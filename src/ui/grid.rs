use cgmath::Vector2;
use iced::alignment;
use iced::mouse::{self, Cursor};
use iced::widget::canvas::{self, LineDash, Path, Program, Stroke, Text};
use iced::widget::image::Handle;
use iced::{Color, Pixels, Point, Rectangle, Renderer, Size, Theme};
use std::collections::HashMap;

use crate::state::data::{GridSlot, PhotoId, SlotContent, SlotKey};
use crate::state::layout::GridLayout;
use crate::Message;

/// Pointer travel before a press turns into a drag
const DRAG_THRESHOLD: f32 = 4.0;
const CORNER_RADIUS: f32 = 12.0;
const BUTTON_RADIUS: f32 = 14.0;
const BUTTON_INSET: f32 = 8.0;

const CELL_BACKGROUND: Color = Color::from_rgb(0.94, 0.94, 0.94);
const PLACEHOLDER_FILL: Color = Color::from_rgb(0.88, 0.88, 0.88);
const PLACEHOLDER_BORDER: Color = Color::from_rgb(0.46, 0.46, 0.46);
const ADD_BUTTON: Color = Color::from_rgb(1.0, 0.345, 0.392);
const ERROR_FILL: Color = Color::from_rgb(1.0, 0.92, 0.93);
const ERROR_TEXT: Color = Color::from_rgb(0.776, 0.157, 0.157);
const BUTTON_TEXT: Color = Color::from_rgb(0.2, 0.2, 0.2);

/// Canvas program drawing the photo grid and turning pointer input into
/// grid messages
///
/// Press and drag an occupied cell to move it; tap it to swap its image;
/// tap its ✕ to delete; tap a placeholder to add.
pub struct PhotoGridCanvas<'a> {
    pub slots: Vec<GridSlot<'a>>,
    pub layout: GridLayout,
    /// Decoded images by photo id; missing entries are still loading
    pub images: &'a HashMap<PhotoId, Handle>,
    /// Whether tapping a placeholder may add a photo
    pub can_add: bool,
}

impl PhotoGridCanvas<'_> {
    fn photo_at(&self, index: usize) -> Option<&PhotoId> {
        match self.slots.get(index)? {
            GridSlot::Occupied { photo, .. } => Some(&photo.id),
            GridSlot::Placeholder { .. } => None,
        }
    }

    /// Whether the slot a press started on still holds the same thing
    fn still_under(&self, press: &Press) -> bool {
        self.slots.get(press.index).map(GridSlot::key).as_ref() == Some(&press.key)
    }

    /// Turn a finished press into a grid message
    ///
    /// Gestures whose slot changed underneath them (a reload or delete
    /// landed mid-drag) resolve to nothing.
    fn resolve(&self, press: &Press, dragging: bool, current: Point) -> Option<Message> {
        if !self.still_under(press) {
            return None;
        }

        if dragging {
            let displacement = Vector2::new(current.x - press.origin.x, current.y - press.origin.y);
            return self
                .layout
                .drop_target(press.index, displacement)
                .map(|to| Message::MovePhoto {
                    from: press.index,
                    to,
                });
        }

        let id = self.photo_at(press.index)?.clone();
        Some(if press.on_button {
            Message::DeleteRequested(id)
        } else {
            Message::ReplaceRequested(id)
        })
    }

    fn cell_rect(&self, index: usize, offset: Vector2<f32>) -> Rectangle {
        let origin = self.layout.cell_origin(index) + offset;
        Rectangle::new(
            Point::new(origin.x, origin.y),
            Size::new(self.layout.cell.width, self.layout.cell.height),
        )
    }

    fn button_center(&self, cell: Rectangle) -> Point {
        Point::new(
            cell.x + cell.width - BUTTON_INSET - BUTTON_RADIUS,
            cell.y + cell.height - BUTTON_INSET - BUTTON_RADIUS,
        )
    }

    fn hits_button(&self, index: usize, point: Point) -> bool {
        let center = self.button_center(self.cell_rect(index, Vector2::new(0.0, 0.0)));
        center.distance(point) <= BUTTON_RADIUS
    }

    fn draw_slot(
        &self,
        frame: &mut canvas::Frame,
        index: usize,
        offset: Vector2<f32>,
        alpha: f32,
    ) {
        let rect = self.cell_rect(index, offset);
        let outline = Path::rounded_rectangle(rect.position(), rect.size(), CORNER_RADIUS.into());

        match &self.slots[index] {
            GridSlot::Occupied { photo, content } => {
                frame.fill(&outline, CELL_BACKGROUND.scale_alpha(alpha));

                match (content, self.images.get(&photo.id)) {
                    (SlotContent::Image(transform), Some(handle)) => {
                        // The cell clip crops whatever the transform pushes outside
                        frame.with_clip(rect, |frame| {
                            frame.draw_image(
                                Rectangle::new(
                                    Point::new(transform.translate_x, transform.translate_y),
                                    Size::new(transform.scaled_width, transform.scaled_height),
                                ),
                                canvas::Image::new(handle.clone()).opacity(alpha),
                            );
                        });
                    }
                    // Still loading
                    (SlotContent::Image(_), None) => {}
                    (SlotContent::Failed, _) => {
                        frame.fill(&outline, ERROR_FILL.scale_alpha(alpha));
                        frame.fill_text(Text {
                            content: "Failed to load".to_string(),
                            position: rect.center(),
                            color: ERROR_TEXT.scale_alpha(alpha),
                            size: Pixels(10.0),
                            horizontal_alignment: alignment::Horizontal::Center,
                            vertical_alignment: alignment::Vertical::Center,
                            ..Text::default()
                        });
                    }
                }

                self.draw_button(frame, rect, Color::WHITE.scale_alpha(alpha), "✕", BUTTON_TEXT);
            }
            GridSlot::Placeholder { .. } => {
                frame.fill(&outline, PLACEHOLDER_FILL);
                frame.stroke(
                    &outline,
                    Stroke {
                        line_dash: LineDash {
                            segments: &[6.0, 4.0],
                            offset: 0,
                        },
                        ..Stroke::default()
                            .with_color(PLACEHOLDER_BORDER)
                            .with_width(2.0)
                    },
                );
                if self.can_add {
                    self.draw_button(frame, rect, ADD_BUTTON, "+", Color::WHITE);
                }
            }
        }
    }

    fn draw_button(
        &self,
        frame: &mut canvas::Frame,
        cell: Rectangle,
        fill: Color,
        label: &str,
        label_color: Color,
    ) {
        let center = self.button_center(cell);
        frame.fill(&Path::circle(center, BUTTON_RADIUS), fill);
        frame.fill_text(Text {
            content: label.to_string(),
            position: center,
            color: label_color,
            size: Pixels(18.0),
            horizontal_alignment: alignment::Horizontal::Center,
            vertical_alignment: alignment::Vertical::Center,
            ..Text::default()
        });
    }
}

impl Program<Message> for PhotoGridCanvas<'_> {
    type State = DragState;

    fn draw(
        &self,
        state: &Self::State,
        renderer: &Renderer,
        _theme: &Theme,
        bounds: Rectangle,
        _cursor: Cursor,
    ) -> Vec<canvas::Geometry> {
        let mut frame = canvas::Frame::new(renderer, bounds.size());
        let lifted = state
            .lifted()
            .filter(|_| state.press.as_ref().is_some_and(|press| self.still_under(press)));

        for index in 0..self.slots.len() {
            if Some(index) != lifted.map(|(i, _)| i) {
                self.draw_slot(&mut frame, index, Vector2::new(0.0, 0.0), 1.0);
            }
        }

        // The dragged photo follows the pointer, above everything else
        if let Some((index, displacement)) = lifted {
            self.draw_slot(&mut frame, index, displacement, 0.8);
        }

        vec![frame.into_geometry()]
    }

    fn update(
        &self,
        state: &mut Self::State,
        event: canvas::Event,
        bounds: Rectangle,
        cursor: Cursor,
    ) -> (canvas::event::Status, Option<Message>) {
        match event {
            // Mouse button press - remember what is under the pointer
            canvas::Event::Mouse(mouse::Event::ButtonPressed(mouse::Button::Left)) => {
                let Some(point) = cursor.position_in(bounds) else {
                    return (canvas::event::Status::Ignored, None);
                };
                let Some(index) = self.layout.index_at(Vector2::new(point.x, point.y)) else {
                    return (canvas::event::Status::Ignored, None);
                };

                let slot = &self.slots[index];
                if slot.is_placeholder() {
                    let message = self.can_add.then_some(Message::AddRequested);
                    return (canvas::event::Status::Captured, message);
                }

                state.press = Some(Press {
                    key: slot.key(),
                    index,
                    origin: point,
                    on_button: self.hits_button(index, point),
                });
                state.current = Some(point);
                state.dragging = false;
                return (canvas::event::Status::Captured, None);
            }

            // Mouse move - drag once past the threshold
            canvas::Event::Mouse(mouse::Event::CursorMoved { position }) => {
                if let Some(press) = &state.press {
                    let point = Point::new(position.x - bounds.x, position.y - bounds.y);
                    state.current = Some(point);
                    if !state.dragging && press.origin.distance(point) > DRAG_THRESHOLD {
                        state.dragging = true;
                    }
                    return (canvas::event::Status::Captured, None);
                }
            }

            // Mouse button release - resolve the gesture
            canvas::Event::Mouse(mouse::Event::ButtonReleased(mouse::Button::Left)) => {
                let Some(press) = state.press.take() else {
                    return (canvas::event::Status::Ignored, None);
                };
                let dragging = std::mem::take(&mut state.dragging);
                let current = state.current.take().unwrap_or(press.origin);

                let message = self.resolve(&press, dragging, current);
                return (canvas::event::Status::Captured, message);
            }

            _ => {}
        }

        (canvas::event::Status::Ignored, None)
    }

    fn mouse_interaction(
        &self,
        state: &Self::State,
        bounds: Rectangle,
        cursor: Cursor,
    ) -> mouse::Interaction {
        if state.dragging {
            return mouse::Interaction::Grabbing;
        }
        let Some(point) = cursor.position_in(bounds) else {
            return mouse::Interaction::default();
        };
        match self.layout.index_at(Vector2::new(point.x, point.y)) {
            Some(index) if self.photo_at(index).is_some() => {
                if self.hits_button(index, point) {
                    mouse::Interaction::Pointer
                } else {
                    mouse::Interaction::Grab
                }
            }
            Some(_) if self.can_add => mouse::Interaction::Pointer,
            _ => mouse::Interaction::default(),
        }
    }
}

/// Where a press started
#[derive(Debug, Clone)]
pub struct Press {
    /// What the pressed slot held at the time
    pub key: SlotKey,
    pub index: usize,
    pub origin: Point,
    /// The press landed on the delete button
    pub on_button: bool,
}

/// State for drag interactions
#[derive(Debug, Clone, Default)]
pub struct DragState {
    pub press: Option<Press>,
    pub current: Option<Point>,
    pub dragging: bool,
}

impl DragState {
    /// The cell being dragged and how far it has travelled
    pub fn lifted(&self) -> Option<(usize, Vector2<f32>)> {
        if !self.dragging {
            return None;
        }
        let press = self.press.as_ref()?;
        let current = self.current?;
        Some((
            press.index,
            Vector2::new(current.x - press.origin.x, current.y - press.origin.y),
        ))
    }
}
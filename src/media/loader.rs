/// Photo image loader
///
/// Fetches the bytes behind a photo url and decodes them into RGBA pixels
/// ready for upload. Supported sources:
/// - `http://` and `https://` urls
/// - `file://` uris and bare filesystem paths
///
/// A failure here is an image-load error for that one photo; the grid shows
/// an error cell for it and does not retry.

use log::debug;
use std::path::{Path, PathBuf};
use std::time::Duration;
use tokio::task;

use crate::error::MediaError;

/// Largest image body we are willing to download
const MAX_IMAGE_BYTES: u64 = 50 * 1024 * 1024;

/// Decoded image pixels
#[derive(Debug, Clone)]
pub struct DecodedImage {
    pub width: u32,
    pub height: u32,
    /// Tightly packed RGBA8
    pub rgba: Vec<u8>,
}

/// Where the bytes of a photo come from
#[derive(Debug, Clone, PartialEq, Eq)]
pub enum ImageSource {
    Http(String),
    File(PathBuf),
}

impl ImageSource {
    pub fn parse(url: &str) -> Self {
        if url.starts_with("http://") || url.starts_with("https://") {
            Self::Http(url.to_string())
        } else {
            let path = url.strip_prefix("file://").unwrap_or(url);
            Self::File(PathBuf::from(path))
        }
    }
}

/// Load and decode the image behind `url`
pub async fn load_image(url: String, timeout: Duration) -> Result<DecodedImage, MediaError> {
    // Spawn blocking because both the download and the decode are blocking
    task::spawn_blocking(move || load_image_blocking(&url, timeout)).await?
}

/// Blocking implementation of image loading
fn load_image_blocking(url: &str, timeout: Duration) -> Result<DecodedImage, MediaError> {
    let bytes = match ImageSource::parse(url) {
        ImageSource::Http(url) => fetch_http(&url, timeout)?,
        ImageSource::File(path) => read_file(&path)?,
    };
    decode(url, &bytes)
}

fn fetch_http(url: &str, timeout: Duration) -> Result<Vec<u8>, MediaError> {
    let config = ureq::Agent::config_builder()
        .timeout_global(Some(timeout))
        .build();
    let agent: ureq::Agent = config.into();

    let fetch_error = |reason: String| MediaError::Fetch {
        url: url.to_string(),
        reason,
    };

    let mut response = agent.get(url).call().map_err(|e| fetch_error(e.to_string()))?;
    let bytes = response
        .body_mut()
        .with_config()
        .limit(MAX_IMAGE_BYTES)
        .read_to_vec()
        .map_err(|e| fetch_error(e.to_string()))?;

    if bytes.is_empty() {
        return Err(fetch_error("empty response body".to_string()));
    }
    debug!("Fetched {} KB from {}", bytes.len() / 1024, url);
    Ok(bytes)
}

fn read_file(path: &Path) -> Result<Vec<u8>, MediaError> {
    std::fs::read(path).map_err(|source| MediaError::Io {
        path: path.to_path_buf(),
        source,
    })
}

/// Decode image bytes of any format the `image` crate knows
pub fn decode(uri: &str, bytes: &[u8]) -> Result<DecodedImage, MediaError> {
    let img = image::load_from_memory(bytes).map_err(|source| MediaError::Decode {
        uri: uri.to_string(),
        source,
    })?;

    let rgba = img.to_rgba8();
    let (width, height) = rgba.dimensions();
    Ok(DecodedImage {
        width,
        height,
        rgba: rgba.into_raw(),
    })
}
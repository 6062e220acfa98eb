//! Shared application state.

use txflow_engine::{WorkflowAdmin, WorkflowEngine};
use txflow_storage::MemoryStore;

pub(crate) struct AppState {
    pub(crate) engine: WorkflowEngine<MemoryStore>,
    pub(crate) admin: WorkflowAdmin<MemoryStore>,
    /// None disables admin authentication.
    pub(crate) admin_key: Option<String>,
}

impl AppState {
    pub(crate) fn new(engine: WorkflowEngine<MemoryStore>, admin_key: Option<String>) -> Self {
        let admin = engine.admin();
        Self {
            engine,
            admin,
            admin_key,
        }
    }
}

* Exercise *
For the data above, give the number of lines in which the word "DecodedImage" appears, and nothing more.

* Task solution *
5